How do you get started on your estate plan?

By reading this far, you have already taken a major step toward the creation of your estate plan: you are educating yourself about the subject. But your education must not stop here. Entire books can and have been written about how to plan your estate; this article is mainly intended to raise your awareness of the need to learn more.

Aside from reading, other excellent sources of information and advice about planning your estate can come from attorneys who practice in trust and estate law, your accountant, your insurance agent and your financial advisor.

There is no such thing as a “One-size-fits-all” estate plan. Although some estate planning tools like wills and revocable living trusts are used more often than others, what is advisable for you depends entirely on your unique situation: what is in your estate, how old you are, who you want to be your inheritors and beneficiaries, and so on. By being able to have a firm enough grasp of estate planning principles to ask informed questions of your advisors, you can better help them to help you.

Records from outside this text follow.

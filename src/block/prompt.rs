use std::io::{BufRead, StdinLock, Stdout, Write};

use crate::error::{Error, Result};
use crate::parse::{AdvantageMode, AttackConfig, DamageSyntax, Field};

/// Supplies the fields an attack block may leave out.
pub trait Prompt {
    fn advantage_mode(&mut self) -> Result<AdvantageMode>;
    fn defense_value(&mut self) -> Result<u32>;
}

struct Question {
    field: Field,
    text: &'static str,
    retry: &'static str,
    /// An empty answer keeps the current value.
    optional: bool,
}

const ATTACK_COUNT: Question = Question {
    field: Field::AttackCount,
    text: "How many attacks will be made: ",
    retry: "Invalid input. Please enter a valid number: ",
    optional: false,
};
const ATTACK_MODIFIER: Question = Question {
    field: Field::AttackModifier,
    text: "What is the attack modifier: ",
    retry: "Invalid input. Please enter a valid number: ",
    optional: false,
};
const ATTACK_TYPE: Question = Question {
    field: Field::AdvantageMode,
    text: "Do the attack(s) have (A)dvantage or (D)isadvantage, leave empty for standard: ",
    retry: "Invalid input. Please enter A, D, or leave empty for normal: ",
    optional: false,
};
const CRIT_RANGE: Question = Question {
    field: Field::CriticalThreshold,
    text: "What is the critical range (leave empty for standard): ",
    retry: "Invalid input. Please enter a number between 1 and 20: ",
    optional: true,
};
const DAMAGE: Question = Question {
    field: Field::Damage,
    text: "Enter damage (format: 1d6 + 7 piercing + 1d6 poison): ",
    retry: "Please enter a valid damage format: ",
    optional: false,
};
const ARMOR_CLASS: Question = Question {
    field: Field::DefenseValue,
    text: "What is the AC of the target: ",
    retry: "Invalid input. Please enter a AC: ",
    optional: false,
};

/// Asks questions on `output` and reads the answers line by line from `input`.
/// Invalid answers are asked again until they validate.
pub struct TerminalPrompt<R, W> {
    input: R,
    output: W,
    syntax: DamageSyntax,
}

impl TerminalPrompt<StdinLock<'static>, Stdout> {
    /// Prompt on the process standard input and output.
    pub fn stdio() -> Self {
        Self::new(std::io::stdin().lock(), std::io::stdout())
    }
}

impl<R: BufRead, W: Write> TerminalPrompt<R, W> {
    pub fn new(input: R, output: W) -> Self {
        Self {
            input,
            output,
            syntax: DamageSyntax::Lenient,
        }
    }

    pub fn with_syntax(mut self, syntax: DamageSyntax) -> Self {
        self.syntax = syntax;
        self
    }

    /// Asks for every field of an attack, in the order a player would state them.
    pub fn ask_config(&mut self) -> Result<AttackConfig> {
        let mut config = AttackConfig::manual();
        for question in [
            &ATTACK_COUNT,
            &ATTACK_MODIFIER,
            &ATTACK_TYPE,
            &CRIT_RANGE,
            &DAMAGE,
            &ARMOR_CLASS,
        ] {
            self.ask(&mut config, question)?;
        }
        Ok(config)
    }

    fn ask(&mut self, config: &mut AttackConfig, question: &Question) -> Result<()> {
        write!(self.output, "{}", question.text)?;
        self.output.flush()?;

        loop {
            let mut answer = String::new();
            if self.input.read_line(&mut answer)? == 0 {
                return Err(Error::PromptClosed {
                    question: question.text.trim_end(),
                });
            }

            let answer = answer.trim();
            if question.optional && answer.is_empty() {
                return Ok(());
            }

            match config.apply(question.field, answer, self.syntax) {
                Ok(()) => return Ok(()),
                Err(Error::InvalidFieldValue { .. } | Error::MalformedDamageExpression { .. }) => {
                    write!(self.output, "{}", question.retry)?;
                    self.output.flush()?;
                }
                Err(err) => return Err(err),
            }
        }
    }
}

impl<R: BufRead, W: Write> Prompt for TerminalPrompt<R, W> {
    fn advantage_mode(&mut self) -> Result<AdvantageMode> {
        let mut config = AttackConfig::new();
        self.ask(&mut config, &ATTACK_TYPE)?;
        Ok(config.advantage_mode)
    }

    fn defense_value(&mut self) -> Result<u32> {
        let mut config = AttackConfig::new();
        self.ask(&mut config, &ARMOR_CLASS)?;
        config.defense_value.ok_or(Error::IncompleteConfiguration {
            field: Field::DefenseValue,
            block: None,
        })
    }
}

#[cfg(test)]
mod tests {
    use std::io::Cursor;

    use super::*;
    use crate::parse::DamageTerm;

    fn prompt(input: &str) -> TerminalPrompt<Cursor<&str>, Vec<u8>> {
        TerminalPrompt::new(Cursor::new(input), Vec::new())
    }

    fn output(prompt: &TerminalPrompt<Cursor<&str>, Vec<u8>>) -> String {
        String::from_utf8_lossy(&prompt.output).into_owned()
    }

    #[test]
    fn test_advantage_mode_retries_until_valid() {
        let mut prompt = prompt("x\nadvantage\nd\n");
        assert_eq!(prompt.advantage_mode().unwrap(), AdvantageMode::Disadvantage);
        assert_eq!(
            output(&prompt),
            format!("{}{}{}", ATTACK_TYPE.text, ATTACK_TYPE.retry, ATTACK_TYPE.retry)
        );
    }

    #[test]
    fn test_empty_advantage_mode_is_normal() {
        let mut prompt = prompt("\n");
        assert_eq!(prompt.advantage_mode().unwrap(), AdvantageMode::Normal);
    }

    #[test]
    fn test_defense_value_must_be_positive() {
        let mut prompt = prompt("zero\n0\n 14 \n");
        assert_eq!(prompt.defense_value().unwrap(), 14);
        assert_eq!(output(&prompt).matches(ARMOR_CLASS.retry).count(), 2);
    }

    #[test]
    fn test_closed_input() {
        let mut prompt = prompt("abc\n");
        assert!(matches!(
            prompt.defense_value(),
            Err(Error::PromptClosed { .. })
        ));
    }

    #[test]
    fn test_ask_config() {
        let mut prompt = prompt("3\n-1\na\n\nnot damage\n2d6 + 3 slashing\n16\n");
        let config = prompt.ask_config().unwrap();

        assert_eq!(config.attack_count(), Some(3));
        assert_eq!(config.attack_modifier(), -1);
        assert_eq!(config.advantage_mode(), AdvantageMode::Advantage);
        assert_eq!(config.critical_threshold(), 20);
        assert_eq!(
            config.damage_terms(),
            [DamageTerm::new(2, 6, 3, "slashing")]
        );
        assert_eq!(config.defense_value(), Some(16));
        assert!(config.ensure_complete(None).is_ok());
        assert_eq!(output(&prompt).matches(DAMAGE.retry).count(), 1);
    }

    #[test]
    fn test_ask_config_with_crit_range() {
        let mut prompt = prompt("1\n0\n\n25\n19\n1d8 fire\n12\n");
        let config = prompt.ask_config().unwrap();

        assert_eq!(config.advantage_mode(), AdvantageMode::Normal);
        assert_eq!(config.critical_threshold(), 19);
        assert_eq!(output(&prompt).matches(CRIT_RANGE.retry).count(), 1);
    }

    #[test]
    fn test_strict_damage_prompt() {
        let mut prompt = prompt("1\n0\n\n\nbite 1d8 piercing\n1d8 piercing\n12\n")
            .with_syntax(DamageSyntax::Strict);
        let config = prompt.ask_config().unwrap();

        assert_eq!(config.damage_terms().len(), 1);
        assert_eq!(output(&prompt).matches(DAMAGE.retry).count(), 1);
    }
}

Contact an Experienced Estate Planning Attorney

The attorneys at Schock Solaiman Ramdayal, PLLC are trusted estate planning attorneys.  We view estate planning as a lifelong process, not a one-time event. We will work closely with you at the onset to develop a full understanding of your interests and objectives. We will then help you create a complete and customized estate plan that protects you and your loved ones.

Ultimately, your estate plan succeeds only if it works when tested, so we will focus on building a lasting relationship with you and your family. We want to become your most trusted advisor to whom you turn for ultimate peace of mind that your plan and family remain protected through life’s twists and turns. Call us at 586-239-0871 today!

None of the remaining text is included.